Łączna suma uzyskana przez Graneruda podczas dziesięciu ostatnich dni i czterech konkursów odbywających się w ramach Turnieju Czterech Skoczni to aż 151,5 tysiąca franków, co w przeliczeniu na polskie pieniądze daje ponad 700 tysięcy złotych!
Ile zarobili Dawid Kubacki, Kamil Stoch i Piotr Żyła?
Bogatsi do kraju wrócą także polscy skoczkowie. Najwięcej w trakcie zakończonego Turnieju Czterech Skoczni zarobił Dawid Kubacki, któremu - biorąc pod uwagę narodziny córki - pieniądze z pewnością się przydadzą.

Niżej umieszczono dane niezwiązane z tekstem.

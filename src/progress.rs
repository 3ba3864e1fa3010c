/// Advisory progress lines, one per tenth of the work.
#[derive(Debug, Clone)]
pub struct Progress {
    label: String,
    total: usize,
    done: usize,
    next_tenth: usize,
}

impl Progress {
    pub fn new(label: &str, total: usize) -> Self {
        Self { label: label.to_string(), total, done: 0, next_tenth: 1 }
    }

    pub fn advance(&mut self) {
        self.done += 1;
        if self.total == 0 {
            return;
        }
        if self.done * 10 >= self.next_tenth * self.total || self.done == self.total {
            tracing::info!(
                "{}: {}/{} ({:.0}%)",
                self.label,
                self.done,
                self.total,
                self.fraction() * 100.0
            );
            self.next_tenth = self.done * 10 / self.total + 1;
        }
    }

    pub fn done(&self) -> usize {
        self.done
    }

    pub fn fraction(&self) -> f64 {
        if self.total == 0 {
            1.0
        } else {
            self.done as f64 / self.total as f64
        }
    }
}
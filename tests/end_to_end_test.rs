mod common;

use common::*;
use dre::archive::ArchiveReader;
use dre::array::StoredArray;
use dre::cancel::CancellationToken;
use dre::collector::Collector;
use dre::cutout::{CutoutArchive, ObjectId};
use dre::feeder::Feeder;
use dre::kernel::ChiSquareKernel;
use dre::orchestrator::{Engine, FileOutcome, JobState};
use dre::queue::work_queue_pair;
use dre::result::Summary;
use dre::worker::{Worker, WorkerPool};
use dre::DreError;
use std::collections::BTreeSet;
use std::path::Path;
use std::sync::Arc;
use std::time::Duration;
use tempfile::tempdir;

type RowKey = (i64, i64, [usize; 4]);

fn row_set(summary_path: &Path) -> BTreeSet<RowKey> {
    Summary::load(summary_path)
        .unwrap()
        .iter()
        .map(|r| (r.parameters.ext_number, r.parameters.number, r.parameters.grid_index().as_array()))
        .collect()
}

#[test]
fn test_four_items_two_workers() {
    let dir = tempdir().unwrap();
    let models = scenario_models();
    assert_eq!(models.models().shape(), &[2, 3, 3, 5, 16, 16]);
    let convolved = convolved(&models);

    let mut cutouts = fittable(&convolved, 3);
    cutouts.push((ObjectId::new(2, 9), unfittable_cutout()));

    let mut config = config(dir.path(), 2);
    config.save_mosaics = true;
    let input = write_tile(&config.paths, "tile", &cutouts, true);
    let job = config.paths.job_paths(&input);
    std::fs::create_dir_all(&config.paths.output_dir).unwrap();

    let engine = Engine::new(config, models.shared(), Arc::new(ChiSquareKernel));
    let report = match engine.fit_file(&job, "(1/1)").unwrap() {
        FileOutcome::Completed(report) => report,
        other => panic!("expected completion, got {:?}", other),
    };
    assert_eq!(report.state, JobState::Done);
    assert_eq!(report.submitted, 4);
    assert_eq!(report.acknowledged, 4);
    assert_eq!(report.collected, 4);
    assert_eq!(report.succeeded, 3);
    assert_eq!(report.crashed_workers, 0);

    let rows = Summary::load(&job.summary).unwrap();
    assert_eq!(rows.len(), report.succeeded);
    let mut row_indices: Vec<usize> = rows.iter().map(|r| r.row).collect();
    row_indices.sort();
    assert_eq!(row_indices, vec![0, 1, 2]);

    for row in &rows {
        let id = ObjectId::new(row.parameters.ext_number, row.parameters.number);
        let expected = cutouts.iter().position(|(c, _)| *c == id).unwrap() + 1;
        assert_eq!(row.parameters.grid_index(), grid_index(expected));
        assert!(job.mosaic_file(id.as_str()).is_file());
        assert_eq!(read_fits_image(&job.mosaic_file(id.as_str())).dim(), (16, 48));
    }

    let mut scores: ArchiveReader<StoredArray<f32>> = ArchiveReader::open(&job.output).unwrap();
    assert_eq!(scores.len(), 3);
    assert!(!scores.contains("02_0009"));
    assert_eq!(scores.get("01_0001").unwrap().unwrap().shape, vec![2, 3, 3, 5]);
    assert!(!job.mosaic_file("02_0009").exists());
}

#[test]
fn test_ids_in_summary_match_object_ids() {
    let dir = tempdir().unwrap();
    let models = scenario_models();
    let convolved = convolved(&models);
    let cutouts: Vec<_> = fittable(&convolved, 6)
        .into_iter()
        .enumerate()
        .map(|(i, (_, c))| (ObjectId::new(3 + i as i64 % 2, 1000 + 7 * i as i64), c))
        .collect();
    let config = config(dir.path(), 3);
    write_tile(&config.paths, "ids", &cutouts, true);

    let engine = Engine::new(config, models.shared(), Arc::new(ChiSquareKernel));
    let report = engine.fit_dir().unwrap();
    assert_eq!(report.completed(), 1);

    let job = engine.config().paths.job_paths(&engine.config().paths.input_dir.join("ids_cuts.bin"));
    let scores: ArchiveReader<StoredArray<f32>> = ArchiveReader::open(&job.output).unwrap();
    for row in Summary::load(&job.summary).unwrap() {
        let key = ObjectId::new(row.parameters.ext_number, row.parameters.number);
        assert!(cutouts.iter().any(|(id, _)| *id == key));
        assert!(scores.contains(key.as_str()));
    }

    let raw: serde_json::Value =
        serde_json::from_str(&std::fs::read_to_string(&job.summary).unwrap()).unwrap();
    let first = &raw[0];
    assert!(first["EXT_NUMBER"].is_i64());
    assert!(first["NUMBER"].is_i64());
    assert!(first["ROW"].is_u64());
}

#[test]
fn test_same_rows_for_any_worker_count() {
    let models = scenario_models();
    let convolved = convolved(&models);
    let mut cutouts = fittable(&convolved, 12);
    cutouts.push((ObjectId::new(1, 99), unfittable_cutout()));

    let mut sets = Vec::new();
    for n_proc in [1, 2, 4] {
        let dir = tempdir().unwrap();
        let config = config(dir.path(), n_proc);
        let input = write_tile(&config.paths, "tile", &cutouts, true);
        let job = config.paths.job_paths(&input);
        let engine = Engine::new(config, models.clone().shared(), Arc::new(ChiSquareKernel));
        engine.fit_dir().unwrap();
        sets.push(row_set(&job.summary));
    }
    assert_eq!(sets[0].len(), 12);
    assert_eq!(sets[0], sets[1]);
    assert_eq!(sets[0], sets[2]);
}

/// Feed the same archive in a given order through a three-stage pipeline.
fn run_pipeline(dir: &Path, order: Vec<ObjectId>) -> BTreeSet<RowKey> {
    let models = scenario_models();
    let convolved = convolved(&models);
    let config = config(dir, 2);
    let input = config.paths.input_dir.join("tile_cuts.bin");
    let job = config.paths.job_paths(&input);
    let timeout = Duration::from_millis(50);
    let cancel = CancellationToken::new();

    let (in_tx, in_rx) = work_queue_pair("input", Some(3));
    let (out_tx, out_rx) = work_queue_pair("output", None);
    let n = order.len();
    let feeder = {
        let feeder = Feeder::new(input.clone(), order, 2, timeout);
        let cancel = cancel.clone();
        std::thread::spawn(move || feeder.run(in_tx, cancel))
    };
    let worker = Worker::new(convolved, Arc::new(ChiSquareKernel), false, timeout);
    let pool = WorkerPool::spawn(2, worker, in_rx, out_tx, &cancel).unwrap();
    let collector = {
        let collector = Collector::new(job.clone(), n, false, timeout);
        let cancel = cancel.clone();
        std::thread::spawn(move || collector.run(out_rx, cancel))
    };

    assert!(feeder.join().unwrap().unwrap().completed);
    assert_eq!(pool.join().crashed, 0);
    let outcome = collector.join().unwrap();
    assert!(outcome.error.is_none());
    outcome
        .summary
        .rows()
        .iter()
        .map(|r| (r.parameters.ext_number, r.parameters.number, r.parameters.grid_index().as_array()))
        .collect()
}

#[test]
fn test_feed_order_does_not_change_rows() {
    let models = scenario_models();
    let convolved = convolved(&models);
    let mut cutouts = fittable(&convolved, 10);
    cutouts.push((ObjectId::new(1, 50), unfittable_cutout()));

    let mut results = Vec::new();
    for rotation in [0, 3, 7] {
        let dir = tempdir().unwrap();
        let config = config(dir.path(), 2);
        let input = write_tile(&config.paths, "tile", &cutouts, true);
        std::fs::create_dir_all(&config.paths.output_dir).unwrap();

        let mut order = CutoutArchive::open(&input).unwrap().object_ids();
        order.rotate_left(rotation);
        if rotation == 7 {
            order.reverse();
        }
        results.push(run_pipeline(dir.path(), order));
    }
    assert_eq!(results[0].len(), 10);
    assert_eq!(results[0], results[1]);
    assert_eq!(results[0], results[2]);
}

#[test]
fn test_rerun_replaces_previous_output() {
    let dir = tempdir().unwrap();
    let models = scenario_models();
    let convolved = convolved(&models);
    let config = config(dir.path(), 2);
    let input = write_tile(&config.paths, "tile", &fittable(&convolved, 4), true);
    let job = config.paths.job_paths(&input);
    let engine = Engine::new(config, models.shared(), Arc::new(ChiSquareKernel));

    engine.fit_dir().unwrap();
    let first = row_set(&job.summary);
    engine.fit_dir().unwrap();
    assert_eq!(row_set(&job.summary), first);
    let scores: ArchiveReader<StoredArray<f32>> = ArchiveReader::open(&job.output).unwrap();
    assert_eq!(scores.len(), 4);
}

#[test]
fn test_missing_model_file_is_fatal() {
    let dir = tempdir().unwrap();
    let err = Engine::load(config(dir.path(), 1), &dir.path().join("models.bin")).err().unwrap();
    assert!(matches!(err, DreError::ModelLoad(_)));

    let garbage = dir.path().join("garbage.bin");
    std::fs::write(&garbage, b"not an archive").unwrap();
    let err = Engine::load(config(dir.path(), 1), &garbage).err().unwrap();
    assert!(matches!(err, DreError::ModelLoad(_)));
}

#[test]
fn test_saved_models_load_back() {
    let dir = tempdir().unwrap();
    let path = dir.path().join("models.bin");
    scenario_models().save(&path).unwrap();
    let engine = Engine::load(config(dir.path(), 1), &path).unwrap();
    assert_eq!(engine.models().grid_shape(), [2, 3, 3, 5]);
}
use crate::DreError;
use bincode::{Decode, Encode};
use ndarray::{Array, ArrayD, Dimension, IxDyn};

/// Row-major array as it is laid out inside an archive entry.
#[derive(Encode, Decode, Debug, Clone, PartialEq)]
pub struct StoredArray<T> {
    pub shape: Vec<usize>,
    pub data: Vec<T>,
}

impl<T: Clone> StoredArray<T> {
    pub fn from_array<D: Dimension>(array: &Array<T, D>) -> Self {
        Self {
            shape: array.shape().to_vec(),
            data: array.iter().cloned().collect(),
        }
    }

    pub fn ndim(&self) -> usize {
        self.shape.len()
    }

    pub fn into_dyn(self) -> Result<ArrayD<T>, DreError> {
        let expected: usize = self.shape.iter().product();
        if expected != self.data.len() {
            return Err(DreError::Archive(format!(
                "array of shape {:?} needs {} values, found {}",
                self.shape,
                expected,
                self.data.len()
            )));
        }
        Ok(ArrayD::from_shape_vec(IxDyn(&self.shape), self.data)?)
    }

    pub fn into_array<D: Dimension>(self) -> Result<Array<T, D>, DreError> {
        let ndim = self.ndim();
        self.into_dyn()?.into_dimensionality::<D>().map_err(|_| {
            DreError::Archive(format!(
                "expected a {}-D array, found {}-D",
                D::NDIM.unwrap_or(0),
                ndim
            ))
        })
    }
}
use clap::{Parser, Subcommand};
use dre::DreError;
use dre::archive::ArchiveReader;
use dre::array::StoredArray;
use dre::cutout::CutoutRecord;
use dre::result::Summary;
use std::path::PathBuf;

#[derive(Parser)]
#[command(name = "archive_util")]
#[command(about = "Inspect dre archives", long_about = None)]
struct Cli {
    #[command(subcommand)]
    command: Commands,
}

#[derive(Subcommand)]
enum Commands {
    /// List the keys of an archive
    Keys { path: PathBuf },
    /// Show the shape of every array entry (model, PSF and score archives)
    Shapes { path: PathBuf },
    /// Show one cutout of an input archive
    Cutout { path: PathBuf, key: String },
    /// Print the rows of a summary table
    Summary { path: PathBuf },
}

fn main() -> Result<(), DreError> {
    let cli = Cli::parse();
    match cli.command {
        Commands::Keys { path } => {
            let reader: ArchiveReader<StoredArray<f32>> = ArchiveReader::open(&path)?;
            for key in reader.keys() {
                println!("{}", key);
            }
            println!("{} entries", reader.len());
        }
        Commands::Shapes { path } => {
            let mut reader: ArchiveReader<StoredArray<f32>> = ArchiveReader::open(&path)?;
            for key in reader.keys().to_vec() {
                match reader.get(&key)? {
                    Some(entry) => println!("{:<16} {:?}", key, entry.shape),
                    None => println!("{:<16} missing", key),
                }
            }
        }
        Commands::Cutout { path, key } => {
            let mut reader: ArchiveReader<CutoutRecord> = ArchiveReader::open(&path)?;
            let Some(record) = reader.get(&key)? else {
                return Err(DreError::Archive(format!("no cutout {} in {}", key, path.display())));
            };
            let masked = record.seg.data.iter().filter(|&&s| s).count();
            let flux: f32 = record
                .obj
                .data
                .iter()
                .zip(&record.seg.data)
                .filter(|&(_, &s)| s)
                .map(|(v, _)| v)
                .sum();
            println!("{}: shape {:?}, {} masked pixels, masked flux {:.4}", key, record.obj.shape, masked, flux);
        }
        Commands::Summary { path } => {
            let rows = Summary::load(&path)?;
            for row in &rows {
                println!("{}", serde_json::to_string(row)?);
            }
            println!("{} rows", rows.len());
        }
    }
    Ok(())
}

Lider Pucharu Świata 12 tysięcy franków szwajcarskich otrzymał za triumf w Innsbrucku. W pozostałych trzech konkursach nasz najlepszy obecnie skoczek zajmował trzecią lokatę, za każde miejsce na podium zgarnął więc po 7,5 tysiąca franków (łącznie 22,5 tys.). Kolejne sześć tysięcy to wygrane kwalifikacje w Garmisch-Partenkirchen i Innsbrucku. Łącznie na jego konto trafiło więc 40,5 tysiąca franków (nieco ponad 190 tysięcy złotych).
Pozostali nasi zawodnicy zadowolili się nieco mniejszymi kwotami. Piotr Żyła z Turnieju Czterech Skoczni wróci bogatszy o 19,2 tys. franków (ok. 91 tys. zł), Kamil Stoch zarobił 15,5 tys. franków (ok. 73,5 tys. zł), zaś Paweł Wąsek za trzy miejsca w czołowej trzydziestce zgarnął 3,2 tys. franków (nieco ponad 15 tys. zł).
Skoczkowie kolejną okazję do podreperowania budżetów będą mieli już w dniach 13-15 stycznia w Zakopanem. Pierwszego dnia odbędą się kwalifikacje, na sobotę zaplanowano konkurs drużynowy, zaś w niedzielę odbędzie się rywalizacja indywidualna.